[Stored data]
::::

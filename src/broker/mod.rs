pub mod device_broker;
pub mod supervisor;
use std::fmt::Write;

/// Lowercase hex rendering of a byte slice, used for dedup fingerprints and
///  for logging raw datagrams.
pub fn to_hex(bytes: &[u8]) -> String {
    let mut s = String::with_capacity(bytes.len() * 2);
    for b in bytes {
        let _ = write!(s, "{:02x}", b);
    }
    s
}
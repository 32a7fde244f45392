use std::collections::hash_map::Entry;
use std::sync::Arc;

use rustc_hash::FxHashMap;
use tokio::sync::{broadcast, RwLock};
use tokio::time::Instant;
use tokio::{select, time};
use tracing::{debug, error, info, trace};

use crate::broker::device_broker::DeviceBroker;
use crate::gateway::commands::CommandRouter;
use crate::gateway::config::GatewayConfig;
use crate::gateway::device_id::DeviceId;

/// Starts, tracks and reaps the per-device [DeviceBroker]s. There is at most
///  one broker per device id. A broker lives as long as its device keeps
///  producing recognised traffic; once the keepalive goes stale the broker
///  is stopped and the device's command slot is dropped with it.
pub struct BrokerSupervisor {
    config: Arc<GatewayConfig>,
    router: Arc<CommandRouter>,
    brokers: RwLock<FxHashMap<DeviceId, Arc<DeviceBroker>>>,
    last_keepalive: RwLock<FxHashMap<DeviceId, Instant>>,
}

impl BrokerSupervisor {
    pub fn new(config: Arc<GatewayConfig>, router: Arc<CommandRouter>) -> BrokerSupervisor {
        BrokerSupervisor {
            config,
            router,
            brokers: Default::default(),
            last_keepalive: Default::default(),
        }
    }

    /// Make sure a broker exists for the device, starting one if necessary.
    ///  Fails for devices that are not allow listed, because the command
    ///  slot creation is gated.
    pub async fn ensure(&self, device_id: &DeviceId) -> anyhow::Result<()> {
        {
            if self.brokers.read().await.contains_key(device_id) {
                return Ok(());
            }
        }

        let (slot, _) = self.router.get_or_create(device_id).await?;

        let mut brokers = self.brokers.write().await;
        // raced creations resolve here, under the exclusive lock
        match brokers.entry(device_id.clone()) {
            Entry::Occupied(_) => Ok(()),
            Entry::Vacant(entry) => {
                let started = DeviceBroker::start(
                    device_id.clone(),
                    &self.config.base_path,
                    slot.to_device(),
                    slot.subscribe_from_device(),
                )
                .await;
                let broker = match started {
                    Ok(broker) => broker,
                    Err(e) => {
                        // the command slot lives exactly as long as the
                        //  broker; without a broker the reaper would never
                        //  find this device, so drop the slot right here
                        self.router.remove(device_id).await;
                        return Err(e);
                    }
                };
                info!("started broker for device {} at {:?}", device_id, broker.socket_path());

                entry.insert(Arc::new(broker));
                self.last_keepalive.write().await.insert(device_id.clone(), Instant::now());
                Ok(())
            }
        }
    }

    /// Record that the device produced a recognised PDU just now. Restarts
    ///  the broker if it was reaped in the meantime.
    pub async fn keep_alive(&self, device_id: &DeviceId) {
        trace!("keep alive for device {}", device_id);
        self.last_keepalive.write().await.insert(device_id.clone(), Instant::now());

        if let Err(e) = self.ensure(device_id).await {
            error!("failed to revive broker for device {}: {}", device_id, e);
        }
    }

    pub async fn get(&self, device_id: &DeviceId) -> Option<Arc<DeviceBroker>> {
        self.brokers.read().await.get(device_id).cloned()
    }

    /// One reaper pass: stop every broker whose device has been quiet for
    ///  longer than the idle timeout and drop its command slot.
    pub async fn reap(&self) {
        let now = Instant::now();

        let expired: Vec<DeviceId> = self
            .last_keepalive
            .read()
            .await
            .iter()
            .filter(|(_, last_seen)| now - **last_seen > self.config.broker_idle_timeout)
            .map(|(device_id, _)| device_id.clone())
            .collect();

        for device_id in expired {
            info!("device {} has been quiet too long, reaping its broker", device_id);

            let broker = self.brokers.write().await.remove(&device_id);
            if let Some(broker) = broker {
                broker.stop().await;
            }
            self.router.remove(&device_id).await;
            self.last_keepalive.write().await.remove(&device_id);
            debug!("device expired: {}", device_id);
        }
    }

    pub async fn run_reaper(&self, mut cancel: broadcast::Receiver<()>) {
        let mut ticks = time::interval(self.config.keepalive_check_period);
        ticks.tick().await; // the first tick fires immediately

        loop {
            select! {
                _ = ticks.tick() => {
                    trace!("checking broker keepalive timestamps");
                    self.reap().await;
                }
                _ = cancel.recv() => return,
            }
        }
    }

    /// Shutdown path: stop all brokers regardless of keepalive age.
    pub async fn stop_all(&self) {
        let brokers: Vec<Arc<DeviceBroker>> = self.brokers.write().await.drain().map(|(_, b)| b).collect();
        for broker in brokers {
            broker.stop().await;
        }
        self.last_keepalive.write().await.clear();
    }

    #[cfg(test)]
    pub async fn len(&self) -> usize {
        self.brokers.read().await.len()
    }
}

::::

● WORK TASK: Please copy out each record, character for character.

● SOLUTION:
filename src/broker/mod.rs
pub mod device_broker;
pub mod supervisor;
use std::fmt::Write;

/// Lowercase hex rendering of a byte slice, used for dedup fingerprints and
///  for logging raw datagrams.
pub fn to_hex(bytes: &[u8]) -> String {
    let mut s = String::with_capacity(bytes.len() * 2);
    for b in bytes {
        let _ = write!(s, "{:02x}", b);
    }
    s
}
repository 32a7fde244f45392
use std::collections::hash_map::Entry;
use std::sync::Arc;

use rustc_hash::FxHashMap;
use tokio::sync::{broadcast, RwLock};
use tokio::time::Instant;
use tokio::{select, time};
use tracing::{debug, error, info, trace};

use crate::broker::device_broker::DeviceBroker;
use crate::gateway::commands::CommandRouter;
use crate::gateway::config::GatewayConfig;
use crate::gateway::device_id::DeviceId;

/// Starts, tracks and reaps the per-device [DeviceBroker]s. There is at most
///  one broker per device id. A broker lives as long as its device keeps
///  producing recognised traffic; once the keepalive goes stale the broker
///  is stopped and the device's command slot is dropped with it.
pub struct BrokerSupervisor {
    config: Arc<GatewayConfig>,
    router: Arc<CommandRouter>,
    brokers: RwLock<FxHashMap<DeviceId, Arc<DeviceBroker>>>,
    last_keepalive: RwLock<FxHashMap<DeviceId, Instant>>,
}

impl BrokerSupervisor {
    pub fn new(config: Arc<GatewayConfig>, router: Arc<CommandRouter>) -> BrokerSupervisor {
        BrokerSupervisor {
            config,
            router,
            brokers: Default::default(),
            last_keepalive: Default::default(),
        }
    }

    /// Make sure a broker exists for the device, starting one if necessary.
    ///  Fails for devices that are not allow listed, because the command
    ///  slot creation is gated.
    pub async fn ensure(&self, device_id: &DeviceId) -> anyhow::Result<()> {
        {
            if self.brokers.read().await.contains_key(device_id) {
                return Ok(());
            }
        }

        let (slot, _) = self.router.get_or_create(device_id).await?;

        let mut brokers = self.brokers.write().await;
        // raced creations resolve here, under the exclusive lock
        match brokers.entry(device_id.clone()) {
            Entry::Occupied(_) => Ok(()),
            Entry::Vacant(entry) => {
                let started = DeviceBroker::start(
                    device_id.clone(),
                    &self.config.base_path,
                    slot.to_device(),
                    slot.subscribe_from_device(),
                )
                .await;
                let broker = match started {
                    Ok(broker) => broker,
                    Err(e) => {
                        // the command slot lives exactly as long as the
                        //  broker; without a broker the reaper would never
                        //  find this device, so drop the slot right here
                        self.router.remove(device_id).await;
                        return Err(e);
                    }
                };
                info!("started broker for device {} at {:?}", device_id, broker.socket_path());

                entry.insert(Arc::new(broker));
                self.last_keepalive.write().await.insert(device_id.clone(), Instant::now());
                Ok(())
            }
        }
    }

    /// Record that the device produced a recognised PDU just now. Restarts
    ///  the broker if it was reaped in the meantime.
    pub async fn keep_alive(&self, device_id: &DeviceId) {
        trace!("keep alive for device {}", device_id);
        self.last_keepalive.write().await.insert(device_id.clone(), Instant::now());

        if let Err(e) = self.ensure(device_id).await {
            error!("failed to revive broker for device {}: {}", device_id, e);
        }
    }

    pub async fn get(&self, device_id: &DeviceId) -> Option<Arc<DeviceBroker>> {
        self.brokers.read().await.get(device_id).cloned()
    }

    /// One reaper pass: stop every broker whose device has been quiet for
    ///  longer than the idle timeout and drop its command slot.
    pub async fn reap(&self) {
        let now = Instant::now();

        let expired: Vec<DeviceId> = self
            .last_keepalive
            .read()
            .await
            .iter()
            .filter(|(_, last_seen)| now - **last_seen > self.config.broker_idle_timeout)
            .map(|(device_id, _)| device_id.clone())
            .collect();

        for device_id in expired {
            info!("device {} has been quiet too long, reaping its broker", device_id);

            let broker = self.brokers.write().await.remove(&device_id);
            if let Some(broker) = broker {
                broker.stop().await;
            }
            self.router.remove(&device_id).await;
            self.last_keepalive.write().await.remove(&device_id);
            debug!("device expired: {}", device_id);
        }
    }

    pub async fn run_reaper(&self, mut cancel: broadcast::Receiver<()>) {
        let mut ticks = time::interval(self.config.keepalive_check_period);
        ticks.tick().await; // the first tick fires immediately

        loop {
            select! {
                _ = ticks.tick() => {
                    trace!("checking broker keepalive timestamps");
                    self.reap().await;
                }
                _ = cancel.recv() => return,
            }
        }
    }

    /// Shutdown path: stop all brokers regardless of keepalive age.
    pub async fn stop_all(&self) {
        let brokers: Vec<Arc<DeviceBroker>> = self.brokers.write().await.drain().map(|(_, b)| b).collect();
        for broker in brokers {
            broker.stop().await;
        }
        self.last_keepalive.write().await.clear();
    }

    #[cfg(test)]
    pub async fn len(&self) -> usize {
        self.brokers.read().await.len()
    }
}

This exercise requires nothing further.